We note that, in some circumstances, reinsurance contributing entities may receive two
invoices, and would be required to remit payments associated with each invoice received.
However, we do not believe that responding to these invoices will impose an additional burden on
contributing entities, because this process is already accounted for as part of their standard
business practices. Additionally, in §156.1220(b), we propose that an issuer dissatisfied with the
reconsideration decision regarding: (1) risk adjustment payments and charges, including an
assessment of risk adjustment user fees, (2) reinsurance payments, (3) default risk adjustment
charge, (4) reconciled cost-sharing reduction amounts, (5) risk corridors payments or charges,
provided under paragraph (a) of §156.1220, is entitled to an informal hearing before a CMS
hearing officer, if a request is made in writing within 15 calendar days of the date the issuer
receives the reconsideration decision. Further review is available from the CMS Administrator.

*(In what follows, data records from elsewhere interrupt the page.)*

//! Export job payloads.

use chrono::{DateTime, Utc};
use serde::{Deserialize, Serialize};

use crate::status::{JobId, JobStatus};
use crate::timestamp;

/// What an export job exports.
#[derive(Debug, Clone, Copy, PartialEq, Eq, Hash, Serialize, Deserialize)]
#[serde(rename_all = "SCREAMING_SNAKE_CASE")]
pub enum ExportJobType {
    SingleProjectAllData,
    SingleProjectAllUser,
    SingleProjectAllTags,
    SingleProjectAllCodes,
    SingleProjectSelectedSdocs,
    SingleProjectSelectedSpanAnnotations,
    SingleProjectSelectedSentenceAnnotations,
    SingleUserAllData,
    SingleUserAllMemos,
    SingleUserLogbook,
    SingleDocAllUserAnnotations,
    SingleDocSingleUserAnnotations,
}

#[derive(Debug, Clone, Copy, Default, PartialEq, Eq, Serialize, Deserialize)]
#[serde(rename_all = "UPPERCASE")]
pub enum ExportFormat {
    #[default]
    Csv,
    Json,
}

/// Type-specific export parameters, tagged by `export_job_type`.
#[derive(Debug, Clone, PartialEq, Eq, Serialize, Deserialize)]
#[serde(tag = "export_job_type", rename_all = "SCREAMING_SNAKE_CASE")]
pub enum ExportTarget {
    SingleProjectAllData { project_id: i64 },
    SingleProjectAllUser { project_id: i64 },
    SingleProjectAllTags { project_id: i64 },
    SingleProjectAllCodes { project_id: i64 },
    SingleProjectSelectedSdocs { project_id: i64, sdoc_ids: Vec<i64> },
    SingleProjectSelectedSpanAnnotations { project_id: i64, span_annotation_ids: Vec<i64> },
    SingleProjectSelectedSentenceAnnotations { project_id: i64, sentence_annotation_ids: Vec<i64> },
    SingleUserAllData { project_id: i64, user_id: i64 },
    SingleUserAllMemos { project_id: i64, user_id: i64 },
    SingleUserLogbook { project_id: i64, user_id: i64 },
    SingleDocAllUserAnnotations { project_id: i64, sdoc_id: i64 },
    SingleDocSingleUserAnnotations { project_id: i64, sdoc_id: i64, user_id: i64 },
}

impl ExportTarget {
    pub fn job_type(&self) -> ExportJobType {
        match self {
            Self::SingleProjectAllData { .. } => ExportJobType::SingleProjectAllData,
            Self::SingleProjectAllUser { .. } => ExportJobType::SingleProjectAllUser,
            Self::SingleProjectAllTags { .. } => ExportJobType::SingleProjectAllTags,
            Self::SingleProjectAllCodes { .. } => ExportJobType::SingleProjectAllCodes,
            Self::SingleProjectSelectedSdocs { .. } => ExportJobType::SingleProjectSelectedSdocs,
            Self::SingleProjectSelectedSpanAnnotations { .. } => {
                ExportJobType::SingleProjectSelectedSpanAnnotations
            }
            Self::SingleProjectSelectedSentenceAnnotations { .. } => {
                ExportJobType::SingleProjectSelectedSentenceAnnotations
            }
            Self::SingleUserAllData { .. } => ExportJobType::SingleUserAllData,
            Self::SingleUserAllMemos { .. } => ExportJobType::SingleUserAllMemos,
            Self::SingleUserLogbook { .. } => ExportJobType::SingleUserLogbook,
            Self::SingleDocAllUserAnnotations { .. } => ExportJobType::SingleDocAllUserAnnotations,
            Self::SingleDocSingleUserAnnotations { .. } => {
                ExportJobType::SingleDocSingleUserAnnotations
            }
        }
    }

    pub fn project_id(&self) -> i64 {
        match self {
            Self::SingleProjectAllData { project_id }
            | Self::SingleProjectAllUser { project_id }
            | Self::SingleProjectAllTags { project_id }
            | Self::SingleProjectAllCodes { project_id }
            | Self::SingleProjectSelectedSdocs { project_id, .. }
            | Self::SingleProjectSelectedSpanAnnotations { project_id, .. }
            | Self::SingleProjectSelectedSentenceAnnotations { project_id, .. }
            | Self::SingleUserAllData { project_id, .. }
            | Self::SingleUserAllMemos { project_id, .. }
            | Self::SingleUserLogbook { project_id, .. }
            | Self::SingleDocAllUserAnnotations { project_id, .. }
            | Self::SingleDocSingleUserAnnotations { project_id, .. } => *project_id,
        }
    }

    /// The explicit selection of a "selected items" export, if any.
    pub fn selection(&self) -> Option<&[i64]> {
        match self {
            Self::SingleProjectSelectedSdocs { sdoc_ids, .. } => Some(sdoc_ids),
            Self::SingleProjectSelectedSpanAnnotations { span_annotation_ids, .. } => {
                Some(span_annotation_ids)
            }
            Self::SingleProjectSelectedSentenceAnnotations { sentence_annotation_ids, .. } => {
                Some(sentence_annotation_ids)
            }
            _ => None,
        }
    }
}

/// Parameters of an export job.
///
/// On the wire the job type appears twice (outer and inside the specific
/// parameters); here it is derived from [`ExportTarget`] so the two can
/// never disagree.
#[derive(Debug, Clone, PartialEq, Eq, Serialize, Deserialize)]
#[serde(into = "ExportJobParametersWire", try_from = "ExportJobParametersWire")]
pub struct ExportJobParameters {
    pub format: ExportFormat,
    pub target: ExportTarget,
}

impl ExportJobParameters {
    pub fn new(target: ExportTarget) -> Self {
        Self {
            format: ExportFormat::default(),
            target,
        }
    }

    pub fn with_format(mut self, format: ExportFormat) -> Self {
        self.format = format;
        self
    }
}

#[derive(Serialize, Deserialize)]
struct ExportJobParametersWire {
    export_job_type: ExportJobType,
    #[serde(default)]
    export_format: Option<ExportFormat>,
    specific_export_job_parameters: ExportTarget,
}

impl From<ExportJobParameters> for ExportJobParametersWire {
    fn from(params: ExportJobParameters) -> Self {
        Self {
            export_job_type: params.target.job_type(),
            export_format: Some(params.format),
            specific_export_job_parameters: params.target,
        }
    }
}

impl TryFrom<ExportJobParametersWire> for ExportJobParameters {
    type Error = String;

    fn try_from(wire: ExportJobParametersWire) -> Result<Self, Self::Error> {
        let inner = wire.specific_export_job_parameters.job_type();
        if inner != wire.export_job_type {
            return Err(format!(
                "export_job_type mismatch: {:?} vs specific parameters {:?}",
                wire.export_job_type, inner
            ));
        }
        Ok(Self {
            format: wire.export_format.unwrap_or_default(),
            target: wire.specific_export_job_parameters,
        })
    }
}

/// Export job as read from `GET /export/{id}`.
#[derive(Debug, Clone, Serialize, Deserialize)]
pub struct ExportJobRead {
    pub id: JobId,
    #[serde(default)]
    pub status: JobStatus,
    #[serde(default)]
    pub results_url: Option<String>,
    pub parameters: ExportJobParameters,
    #[serde(deserialize_with = "timestamp::deserialize")]
    pub created: DateTime<Utc>,
    #[serde(default, deserialize_with = "timestamp::option::deserialize")]
    pub updated: Option<DateTime<Utc>>,
}

#[cfg(test)]
mod tests {
    use super::*;
    use pretty_assertions::assert_eq;

    #[test]
    fn test_parameters_serialize_duplicates_job_type() {
        let params = ExportJobParameters::new(ExportTarget::SingleProjectSelectedSpanAnnotations {
            project_id: 1,
            span_annotation_ids: vec![5, 6],
        });
        let json = serde_json::to_value(&params).unwrap();
        assert_eq!(
            json,
            serde_json::json!({
                "export_job_type": "SINGLE_PROJECT_SELECTED_SPAN_ANNOTATIONS",
                "export_format": "CSV",
                "specific_export_job_parameters": {
                    "export_job_type": "SINGLE_PROJECT_SELECTED_SPAN_ANNOTATIONS",
                    "project_id": 1,
                    "span_annotation_ids": [5, 6]
                }
            })
        );
    }

    #[test]
    fn test_parameters_reject_mismatched_job_type() {
        let json = serde_json::json!({
            "export_job_type": "SINGLE_PROJECT_ALL_DATA",
            "specific_export_job_parameters": {
                "export_job_type": "SINGLE_USER_LOGBOOK",
                "project_id": 1,
                "user_id": 2
            }
        });
        let err = serde_json::from_value::<ExportJobParameters>(json).unwrap_err();
        assert!(err.to_string().contains("mismatch"));
    }

    #[test]
    fn test_read_defaults_status_and_format() {
        let json = serde_json::json!({
            "id": "exp-1",
            "parameters": {
                "export_job_type": "SINGLE_PROJECT_ALL_TAGS",
                "specific_export_job_parameters": {
                    "export_job_type": "SINGLE_PROJECT_ALL_TAGS",
                    "project_id": 3
                }
            },
            "created": "2024-05-01T10:00:00.000001"
        });
        let read: ExportJobRead = serde_json::from_value(json).unwrap();
        assert_eq!(read.status, JobStatus::Waiting);
        assert_eq!(read.parameters.format, ExportFormat::Csv);
        assert_eq!(read.parameters.target.project_id(), 3);
        assert!(read.results_url.is_none());
        assert!(read.updated.is_none());
    }

    #[test]
    fn test_selection_only_for_selected_exports() {
        let selected = ExportTarget::SingleProjectSelectedSdocs {
            project_id: 1,
            sdoc_ids: vec![],
        };
        assert_eq!(selected.selection(), Some(&[][..]));
        assert!(ExportTarget::SingleProjectAllData { project_id: 1 }.selection().is_none());
    }
}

However, because we believe these processes will occur extremely infrequently, we are not
estimating the burden related to this requirement.
13. Capital Costs
Regardless of the data format and specifications for the reinsurance and risk adjustment
programs, issuers will need to extract and, for purposes of audit, store the necessary data elements
separately from data used during the normal course of business. We anticipate that approximately
400 data processing servers will be established across the market in 2014 to process the required
data elements at an average one-time cost of $15,000 each. Therefore, we estimate a total capital
burden of $6,000,000 for all issuers subject to this requirement. This estimate does not include the
labor costs associated with data and server maintenance, which are estimated separately.
14. Cost to Federal Government
The initial burden to the Federal Government for the establishment of the risk-related
programs is $274,936. The calculations for CCIIO employees’ hourly salary was obtained from the
OPM website: http://www.opm.gov/oca/10tables/html/dcb_h.asp.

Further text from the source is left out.